Days went by so quickly and nights so slowly. After a while, I didn’t even know the difference. I was just mad. I would get out of bed without sleeping and do the hardest workout I could do, just to prove to myself that I don't need sleep for energy.
This kept going for weeks. I remember not sleeping at all for days. A lot of my sleep anxiety was also just triggered by the thought of Alyssa crying at night. It got to the point that my husband, Sameer, booked a hotel room for me close to the house, just so I could get one good night’s sleep and just catch up. I did a little better that night in the hotel. Maybe six hours. I also did some sleep meditations to help. But the hotel was just a temporary fix.
I needed something more.
Insomnia wasn't a foreign concept for me. I had some close friends who had been facing it for years who had talked to me about it. Before it happened to me, it was just me listening to their stories with sympathy. But today I listen with empathy. I asked them what medications they take to get some sleep. I got all the names, some strong and some with just a mild dose of melatonin.
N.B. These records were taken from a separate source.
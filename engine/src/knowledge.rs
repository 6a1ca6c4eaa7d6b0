//! Knowledge store: the condition-name keyed knowledge base.

use std::path::{Path, PathBuf};

use thiserror::Error;

use mediq_types::ConditionRecord;

/// Failure to load the knowledge document.
///
/// A single attempt is made at startup; on failure the caller falls back to
/// [`KnowledgeStore::empty`] and surfaces one degraded-mode notice. Nothing
/// here is fatal to the session.
#[derive(Debug, Error)]
pub enum LoadError {
    #[error("failed to read knowledge document at {}", path.display())]
    Read {
        path: PathBuf,
        #[source]
        source: std::io::Error,
    },
    #[error("failed to parse knowledge document at {}", path.display())]
    Parse {
        path: PathBuf,
        #[source]
        source: serde_json::Error,
    },
}

/// Read-only mapping from condition name to record.
///
/// Populated exactly once; iteration order is the document's key order
/// (serde_json `preserve_order`), which the matcher relies on for its
/// positional tie-break. Keys are lowercased at load so lookups can assume
/// normalized names.
#[derive(Debug, Default)]
pub struct KnowledgeStore {
    entries: Vec<(String, ConditionRecord)>,
}

impl KnowledgeStore {
    /// The store used in degraded mode: every lookup falls through.
    #[must_use]
    pub fn empty() -> Self {
        Self::default()
    }

    /// Load and parse the knowledge document. Single attempt, no retry.
    pub async fn load(path: impl AsRef<Path>) -> Result<Self, LoadError> {
        let path = path.as_ref();
        let bytes = tokio::fs::read(path).await.map_err(|source| LoadError::Read {
            path: path.to_path_buf(),
            source,
        })?;
        Self::from_slice(&bytes).map_err(|source| LoadError::Parse {
            path: path.to_path_buf(),
            source,
        })
    }

    /// Parse a knowledge document from raw JSON bytes.
    pub fn from_slice(bytes: &[u8]) -> Result<Self, serde_json::Error> {
        let raw: serde_json::Map<String, serde_json::Value> = serde_json::from_slice(bytes)?;
        let mut entries = Vec::with_capacity(raw.len());
        for (name, value) in raw {
            let record: ConditionRecord = serde_json::from_value(value)?;
            entries.push((name.to_lowercase(), record));
        }
        Ok(Self { entries })
    }

    /// Build a store from already-normalized entries. Test/bench convenience.
    #[must_use]
    pub fn from_entries(entries: Vec<(String, ConditionRecord)>) -> Self {
        Self { entries }
    }

    /// Entries in document order.
    pub fn iter(&self) -> impl Iterator<Item = (&str, &ConditionRecord)> {
        self.entries.iter().map(|(name, record)| (name.as_str(), record))
    }

    #[must_use]
    pub fn len(&self) -> usize {
        self.entries.len()
    }

    #[must_use]
    pub fn is_empty(&self) -> bool {
        self.entries.is_empty()
    }
}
I was a little apprehensive about taking medication though. A few years earlier I had gone to India for just one week, so a friend had recommended some sort of dream pill to help with jet lag. But that caused me to hallucinate all night and scared me from taking strong sleeping pills. So I started taking Benadryl here and there, but I never quite felt like myself the next day. Or I’d drink too much alcohol on purpose so I would at least get drunk sleep (which came back to bite me in the ass around 4 AM, keeping me awake all night). I told my doctor, and she prescribed a low dose of antidepressant. She said that initially a side effect could be sleeplessness but then it would work. The sleep deprived Lisa - the one with zero perspective - liked the idea.
I just wanted to feel like me again.
Lucky for me, the night before I had planned to pick up the medicine I slept really well. I now know - since lack of sleep is mostly just psychosomatic - that it was the idea of knowing I had a cure. So the next day, after 10 hours of sleep, when I felt 100% like myself again, I decided not to get the medicine. I had a great day, mostly just laughing - a lot! I realized that day that I could do this without medicine. I never fully had insomnia, but I knew that if I didn’t tackle this now, that’s where I was heading.
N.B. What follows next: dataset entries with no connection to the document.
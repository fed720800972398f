//! Stock pairwise force laws.
//!
//! The Barnes-Hut walk treats force laws as opaque; these are the ones the
//! layout driver and the tests plug into it.
use crate::forces::ForceLaw;
use crate::models::Point;
use crate::utils::LayoutConfig;

/// Newtonian attraction, `g·m₁·m₂ / r²` toward the source.
///
/// # Examples
///
/// ```
/// use rs_quadtree::forces::{ForceLaw, InverseSquareAttraction};
/// use rs_quadtree::models::Point;
///
/// let law = InverseSquareAttraction { g: 1.0 };
/// let f = law.force(Point::new(0.0, 0.0), 2.0, Point::new(0.0, 2.0), 3.0);
/// assert_eq!(f, Point::new(0.0, 1.5));
/// ```
#[derive(Debug, Clone, Copy, PartialEq)]
pub struct InverseSquareAttraction {
    pub g: f64,
}

impl ForceLaw for InverseSquareAttraction {
    fn force(&self, target: Point, target_mass: f64, source: Point, source_mass: f64) -> Point {
        let delta = source - target;
        let distance_squared = delta.norm_squared();
        if distance_squared == 0.0 {
            return Point::ORIGIN;
        }
        let magnitude = self.g * target_mass * source_mass / distance_squared;
        delta / distance_squared.sqrt() * magnitude
    }
}

/// Coulomb repulsion between charged vertices, `k·(q·m₁)·(q·m₂) / r²` away
/// from the source, clamped to `max_force`.
///
/// Masses scale the charge, so an approximated subtree of `n` vertices
/// repels like `n` vertices stacked at its gravity center.
#[derive(Debug, Clone, Copy, PartialEq)]
pub struct CoulombRepulsion {
    pub force_constant: f64,
    pub charge: f64,
    pub max_force: f64,
}

impl From<&LayoutConfig> for CoulombRepulsion {
    fn from(config: &LayoutConfig) -> Self {
        CoulombRepulsion {
            force_constant: config.force_constant,
            charge: config.charge,
            max_force: config.max_raw_force,
        }
    }
}

impl ForceLaw for CoulombRepulsion {
    fn force(&self, target: Point, target_mass: f64, source: Point, source_mass: f64) -> Point {
        let delta = target - source;
        let distance_squared = delta.norm_squared();
        if distance_squared == 0.0 {
            return Point::ORIGIN;
        }
        let charges = (self.charge * target_mass) * (self.charge * source_mass);
        let magnitude = (self.force_constant * charges / distance_squared).min(self.max_force);
        delta / distance_squared.sqrt() * magnitude
    }
}

/// Hooke spring along an edge, `k·(r − rest_length)` toward the source.
///
/// A stretched spring pulls, a compressed one pushes. The pull is clamped to
/// `max_force`; masses are ignored.
#[derive(Debug, Clone, Copy, PartialEq)]
pub struct HookeSpring {
    pub spring_constant: f64,
    pub rest_length: f64,
    pub max_force: f64,
}

impl From<&LayoutConfig> for HookeSpring {
    fn from(config: &LayoutConfig) -> Self {
        HookeSpring {
            spring_constant: config.spring_constant,
            rest_length: config.spring_length,
            max_force: config.max_raw_force,
        }
    }
}

impl ForceLaw for HookeSpring {
    fn force(&self, target: Point, _target_mass: f64, source: Point, _source_mass: f64) -> Point {
        let delta = source - target;
        let distance = delta.norm();
        if distance == 0.0 {
            return Point::ORIGIN;
        }
        let magnitude = (self.spring_constant * (distance - self.rest_length)).min(self.max_force);
        delta / distance * magnitude
    }
}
And so the journey began. I started by talking to my aunt, an ayurvedic professional, who has always guided me over the years with breathing, meditations and just general life issues. She gave me some natural remedies for sleep. It was my starting point and I built from there. It was a slow process to get to where I am today. I still take it one night at a time.
I used to say I have “Sleep Problems,” but now I have “Sleep Solutions.”
It never sounds like a big deal to those who don't struggle, but it is excruciating for the person going through it. You feel like there's a wall between you and the world. You lose perspective and the ability to just be in a more present mind set. I have one daily philosophy I swear by (it's corny and an obvious play on words, but it works for me):
I don't just sleep to live but I live to sleep.
I wake up every morning, grateful for a good night’s sleep. And as soon as I’m out of bed, I start to work on getting a good night’s sleep the next night.
Friends and family have been coming to me seeking sleep advice and I try and tell them what I know. But it’s an abundance of information, and I always leave out something. So to give people the resources and info that I wish I had, I decided to put this website together to share some of my research, tips and insight.
A quick disclaimer. If you’ve been taking sleep medication, you should talk to your doctor first about how to wean yourself off safely. I definitely think it was easier for me to rely on natural remedies because my body wasn't used to medicine. So it will be different for anyone who is on medication. Speaking strictly as a non-professional, I think slowly weaning yourself off with milder medicine would be the best way for the body to slowly end its dependency. And if you take medicine, expect to have sleepless nights in the beginning.